Mais aussi qu’il regardoit ce tableau d’une autre façon, et ne trouvoit pas que M. Poussin fût coupable de ces manquements qu’on lui pourroit attribuer, parce qu’il ne juge pas qu’il ait voulu représenter ici le miracle arrivé auprès de Jéricho mais bien celui dont il est parlé dans saint Matthieu au chapitre ix, lorsque Jésus-Christ, après avoir ressuscité la fille du prince de la synagogue et s’en retournant, fut suivi par deux aveugles auxquels il ne donna la vue que quand il fut arrivé chez lui.

Sur cela, M. Bourdon interrompant celui qui parloit, dit qu’il n’y a nulle apparence qu’on ait voulu représenter ici les aveugles que l’évangéliste nomme les premiers, puisqu’ils furent guéris dans la maison même où logeoit Jésus-Christ, et que ceux qui sont peints dans ce tableau sont au milieu du chemin.

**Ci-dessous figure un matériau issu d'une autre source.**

//! Value types held by the travel memory store.
//!
//! * [`ContextValue`]: a scalar or string list stored under a preference or
//!   context key. Untagged on the wire so snapshots read as plain JSON; any
//!   other JSON (null, mixed arrays, objects) is kept verbatim as `Other`.
//! * [`ContextMap`]: insertion-ordered key → value map used for both user
//!   preferences and the transient travel context.
//! * [`ConversationEntry`] / [`SearchRecord`]: the two append-only logs.

use std::fmt;

use chrono::{DateTime, Local};
use indexmap::IndexMap;
use serde::{Deserialize, Serialize};

// ── ContextValue ─────────────────────────────────────────────────────────────

#[derive(Debug, Clone, PartialEq, Serialize, Deserialize)]
#[serde(untagged)]
pub enum ContextValue {
    Bool(bool),
    Int(i64),
    Float(f64),
    Str(String),
    List(Vec<String>),
    Other(serde_json::Value),
}

impl ContextValue {
    pub fn as_str(&self) -> Option<&str> {
        match self {
            ContextValue::Str(s) => Some(s),
            _ => None,
        }
    }

    /// Integer view. Numeric strings count, so `"5"` stored by a form field
    /// still reads as a duration.
    pub fn as_int(&self) -> Option<i64> {
        match self {
            ContextValue::Int(i) => Some(*i),
            ContextValue::Str(s) => s.trim().parse().ok(),
            _ => None,
        }
    }

    /// List view. A single string is treated as a one-element list; a mixed
    /// JSON array keeps its items in string form, dropping nulls.
    pub fn as_list(&self) -> Option<Vec<String>> {
        match self {
            ContextValue::List(items) => Some(items.clone()),
            ContextValue::Str(s) if !s.is_empty() => Some(vec![s.clone()]),
            ContextValue::Other(serde_json::Value::Array(items)) => Some(
                items
                    .iter()
                    .filter(|v| !v.is_null())
                    .map(|v| match v {
                        serde_json::Value::String(s) => s.clone(),
                        other => other.to_string(),
                    })
                    .collect(),
            ),
            _ => None,
        }
    }
}

impl fmt::Display for ContextValue {
    fn fmt(&self, f: &mut fmt::Formatter<'_>) -> fmt::Result {
        match self {
            ContextValue::Bool(b) => write!(f, "{b}"),
            ContextValue::Int(i) => write!(f, "{i}"),
            ContextValue::Float(v) => write!(f, "{v}"),
            ContextValue::Str(s) => write!(f, "{s}"),
            ContextValue::List(items) => write!(f, "[{}]", items.join(", ")),
            ContextValue::Other(v) => write!(f, "{v}"),
        }
    }
}

impl From<bool> for ContextValue {
    fn from(v: bool) -> Self { ContextValue::Bool(v) }
}
impl From<i64> for ContextValue {
    fn from(v: i64) -> Self { ContextValue::Int(v) }
}
impl From<f64> for ContextValue {
    fn from(v: f64) -> Self { ContextValue::Float(v) }
}
impl From<String> for ContextValue {
    fn from(v: String) -> Self { ContextValue::Str(v) }
}
impl From<&str> for ContextValue {
    fn from(v: &str) -> Self { ContextValue::Str(v.to_string()) }
}
impl From<Vec<String>> for ContextValue {
    fn from(v: Vec<String>) -> Self { ContextValue::List(v) }
}

// ── ContextMap ───────────────────────────────────────────────────────────────

#[derive(Debug, Clone, Default, PartialEq, Serialize, Deserialize)]
#[serde(transparent)]
pub struct ContextMap(IndexMap<String, ContextValue>);

impl ContextMap {
    pub fn new() -> Self {
        Self::default()
    }

    /// Insert or overwrite. An overwritten key keeps its original position.
    pub fn set(&mut self, key: impl Into<String>, value: impl Into<ContextValue>) {
        self.0.insert(key.into(), value.into());
    }

    pub fn get(&self, key: &str) -> Option<&ContextValue> {
        self.0.get(key)
    }

    pub fn get_str(&self, key: &str) -> Option<&str> {
        self.get(key).and_then(ContextValue::as_str)
    }

    pub fn get_int(&self, key: &str) -> Option<i64> {
        self.get(key).and_then(ContextValue::as_int)
    }

    pub fn get_list(&self, key: &str) -> Option<Vec<String>> {
        self.get(key).and_then(ContextValue::as_list)
    }

    pub fn contains_key(&self, key: &str) -> bool {
        self.0.contains_key(key)
    }

    /// Merge `other` into `self`; keys present in both take `other`'s value.
    pub fn merge(&mut self, other: &ContextMap) {
        for (k, v) in &other.0 {
            self.0.insert(k.clone(), v.clone());
        }
    }

    pub fn iter(&self) -> impl Iterator<Item = (&String, &ContextValue)> {
        self.0.iter()
    }

    pub fn len(&self) -> usize {
        self.0.len()
    }

    pub fn is_empty(&self) -> bool {
        self.0.is_empty()
    }

    pub fn clear(&mut self) {
        self.0.clear();
    }
}

impl<K: Into<String>, V: Into<ContextValue>> FromIterator<(K, V)> for ContextMap {
    fn from_iter<I: IntoIterator<Item = (K, V)>>(iter: I) -> Self {
        Self(iter.into_iter().map(|(k, v)| (k.into(), v.into())).collect())
    }
}

// ── Logs ─────────────────────────────────────────────────────────────────────

#[derive(Debug, Clone, Copy, PartialEq, Eq, Serialize, Deserialize)]
#[serde(rename_all = "lowercase")]
pub enum Role {
    User,
    Assistant,
}

impl fmt::Display for Role {
    fn fmt(&self, f: &mut fmt::Formatter<'_>) -> fmt::Result {
        match self {
            Role::User => f.write_str("user"),
            Role::Assistant => f.write_str("assistant"),
        }
    }
}

#[derive(Debug, Clone, PartialEq, Serialize, Deserialize)]
pub struct ConversationEntry {
    pub timestamp: DateTime<Local>,
    pub role: Role,
    pub message: String,
    /// Agent that produced or received the turn; `None` for orchestrator-level turns.
    #[serde(default)]
    pub agent: Option<String>,
}

#[derive(Debug, Clone, PartialEq, Serialize, Deserialize)]
pub struct SearchRecord {
    pub timestamp: DateTime<Local>,
    pub query: String,
    /// Provider payload, or `{"error": "..."}` when the provider failed.
    pub results: serde_json::Value,
    pub agent: String,
}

De plus, que la ville de Jéricho est si bien figurée par la beauté des bâtiments qu’on voit dans ce tableau et par les eaux de cette signalée fontaine qui paroît au pied des maisons, qu’il n’y a pas lieu de douter que ce ne soit le même miracle qui arriva dans ce pays-là dont l’on ait eu dessein de faire une fidèle représentation.

Qu’outre cela, quand Notre Seigneur fit le premier miracle il n’y avoit aucun témoin, ayant même défendu à ces aveugles d’en parler à personne.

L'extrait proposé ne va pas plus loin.